To address this challenge, HISP UiO developed the DHIS2 Climate App. This application makes it easy for countries to import climate, weather, and environmental data into their existing DHIS2 health information systems, and harmonize it automatically with their health data. Country-level stakeholders have been instrumental in the iterative development of the app, leading to the inclusion of additional data sets and aggregation options. The 10 countries involved in the DHIS2 for Climate & Health project have worked with national health programs to explore how the Climate App can support innovative climate-health analytics such as research-based suitability mapping for climate-sensitive diseases, predictive modeling products for vector-borne diseases like malaria and dengue, heat and air pollution risk mapping for non-communicable diseases, and exploration of climate impacts on malnutrition.

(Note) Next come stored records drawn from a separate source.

//! Wiring: environment and flags in, a ready [`RagSession`] out.

use std::path::Path;
use std::sync::Arc;
use std::time::Duration;

use embedomatic_rag::loader::loader_for;
use embedomatic_rag::pgvector::PgVectorStore;
use embedomatic_rag::{
    AnswerSynthesizer, CollectionHandle, Environment, InMemoryVectorStore, OpenAIChatModel,
    OpenAIEmbeddingProvider, RagConfig, RagError, RagPipeline, RagSession, Result, VectorStore,
};
use tracing::info;

use crate::args::GlobalOptions;

/// Which vector store a session runs against.
#[derive(Debug, Clone, Copy, PartialEq, Eq)]
pub enum Backend {
    PgVector,
    InMemory,
}

impl Backend {
    /// pgvector when a connection string is configured and not overridden.
    pub fn select(env: &Environment, options: &GlobalOptions) -> Self {
        if env.connection_string.is_some() && !options.memory {
            Self::PgVector
        } else {
            Self::InMemory
        }
    }

    pub fn label(self) -> &'static str {
        match self {
            Self::PgVector => "pgvector",
            Self::InMemory => "in-memory",
        }
    }
}

/// Chunking settings from the environment, with command-line overrides.
pub fn rag_config(env: &Environment, options: &GlobalOptions) -> Result<RagConfig> {
    RagConfig::builder()
        .chunk_size(options.chunk_size.unwrap_or(env.chunk_size))
        .chunk_overlap(options.chunk_overlap.unwrap_or(env.chunk_overlap))
        .build()
}

/// Collection name from `--collection`, else the environment.
pub fn collection_name(env: &Environment, options: &GlobalOptions) -> String {
    options.collection.clone().unwrap_or_else(|| env.collection_name.clone())
}

/// How long a store operation waits for a database connection.
pub const STORE_ACQUIRE_TIMEOUT: Duration = Duration::from_secs(10);

/// Open the store for `backend`.
///
/// The pgvector pool connects on first use, so an unreachable database is
/// reported by the action that needed it.
pub fn open_store(
    backend: Backend,
    env: &Environment,
    acquire_timeout: Duration,
) -> Result<Arc<dyn VectorStore>> {
    let store: Arc<dyn VectorStore> = match (backend, env.connection_string.as_deref()) {
        (Backend::PgVector, Some(url)) => {
            Arc::new(PgVectorStore::connect_lazy(url, acquire_timeout)?)
        }
        _ => Arc::new(InMemoryVectorStore::new()),
    };
    Ok(store)
}

/// Build the pipeline and an empty session.
///
/// Fails only on configuration problems. Nothing here touches the network.
pub async fn build_session(env: &Environment, options: &GlobalOptions) -> Result<RagSession> {
    let api_key = env.require_api_key()?;
    let retry_policy = env.retry_policy();

    let embedder = OpenAIEmbeddingProvider::new(api_key)?
        .with_base_url(&env.openai_base_url)
        .with_model(&env.embedding_model)
        .with_retry_policy(retry_policy.clone());
    let chat = OpenAIChatModel::new(api_key)?
        .with_base_url(&env.openai_base_url)
        .with_model(&env.chat_model)
        .with_temperature(env.chat_temperature)
        .with_retry_policy(retry_policy);

    let backend = Backend::select(env, options);
    let store = open_store(backend, env, STORE_ACQUIRE_TIMEOUT)?;

    let pipeline = RagPipeline::builder()
        .config(rag_config(env, options)?)
        .embedding_provider(Arc::new(embedder))
        .vector_store(store)
        .synthesizer(AnswerSynthesizer::new(Arc::new(chat)))
        .build()?;

    let collection = collection_name(env, options);
    info!(backend = backend.label(), collection = %collection, "session ready");
    Ok(RagSession::new(Arc::new(pipeline), collection))
}

/// Ingest the file at `path` the way an upload is ingested.
///
/// The bytes are handed to [`RagSession::ingest_upload`], which stages them
/// in a temporary file and removes it when ingestion ends.
pub async fn upload<'s>(
    session: &'s mut RagSession,
    path: &Path,
) -> Result<&'s CollectionHandle> {
    // Unsupported formats are reported before any I/O.
    loader_for(path)?;
    let bytes = tokio::fs::read(path).await.map_err(|e| RagError::LoadError {
        path: path.display().to_string(),
        message: e.to_string(),
    })?;
    let file_name = path
        .file_name()
        .map(|name| name.to_string_lossy().into_owned())
        .unwrap_or_else(|| path.display().to_string());
    session.ingest_upload(&file_name, &bytes).await
}

#[cfg(test)]
mod tests {
    use super::*;

    fn env(connection_string: Option<&str>) -> Environment {
        Environment::from_lookup(|key| match key {
            "OPENAI_API_KEY" => Some("sk-test".to_string()),
            "CONNECTION_STRING" => connection_string.map(str::to_string),
            _ => None,
        })
        .unwrap()
    }

    #[test]
    fn backend_follows_connection_string_and_memory_flag() {
        let memory = GlobalOptions { memory: true, ..GlobalOptions::default() };
        let defaults = GlobalOptions::default();

        assert_eq!(Backend::select(&env(None), &defaults), Backend::InMemory);
        assert_eq!(Backend::select(&env(Some("postgres://db/rag")), &defaults), Backend::PgVector);
        assert_eq!(Backend::select(&env(Some("postgres://db/rag")), &memory), Backend::InMemory);
    }

    #[test]
    fn flags_override_environment() {
        let options = GlobalOptions {
            collection: Some("reports".into()),
            chunk_size: Some(300),
            chunk_overlap: Some(30),
            memory: false,
        };
        let env = env(None);

        assert_eq!(collection_name(&env, &options), "reports");
        assert_eq!(collection_name(&env, &GlobalOptions::default()), "default_collection");
        let config = rag_config(&env, &options).unwrap();
        assert_eq!((config.chunk_size, config.chunk_overlap), (300, 30));
    }

    #[test]
    fn overlap_not_below_chunk_size_is_rejected() {
        let options = GlobalOptions { chunk_size: Some(10), ..GlobalOptions::default() };
        assert!(rag_config(&env(None), &options).is_err());
    }

    #[tokio::test]
    async fn in_memory_session_starts_empty() {
        let session = build_session(&env(None), &GlobalOptions::default()).await.unwrap();
        assert_eq!(session.collection_name(), "default_collection");
        assert!(!session.is_loaded());
    }

    const UNREACHABLE: &str = "postgres://embedomatic@127.0.0.1:1/rag";

    #[tokio::test]
    async fn startup_does_not_connect_to_the_database() {
        let session = build_session(&env(Some(UNREACHABLE)), &GlobalOptions::default()).await;
        assert!(!session.unwrap().is_loaded());
    }

    #[tokio::test]
    async fn unreachable_database_fails_the_action_that_needs_it() {
        let store =
            open_store(Backend::PgVector, &env(Some(UNREACHABLE)), Duration::from_millis(500))
                .unwrap();
        let err = store.count("default_collection").await.unwrap_err();
        assert_eq!(err.kind(), embedomatic_rag::ErrorKind::Store);
    }
}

In describing the role of the Climate App in advancing the climate and health agenda at the country level, the HISP Uganda team has called it a “game changer” for how it has inspired engagement, contributed to research, and facilitated collaboration between health and meteorological stakeholders. In Uganda, the app fulfills some of the strategic objectives in the Uganda’s Health-National Adaptation Plan (H-NAP) related to the need for climate-health data integration, illustrating how it can provide all countries using DHIS2 with a key tool to help inform policy and programmatic decision making for climate change adaptation.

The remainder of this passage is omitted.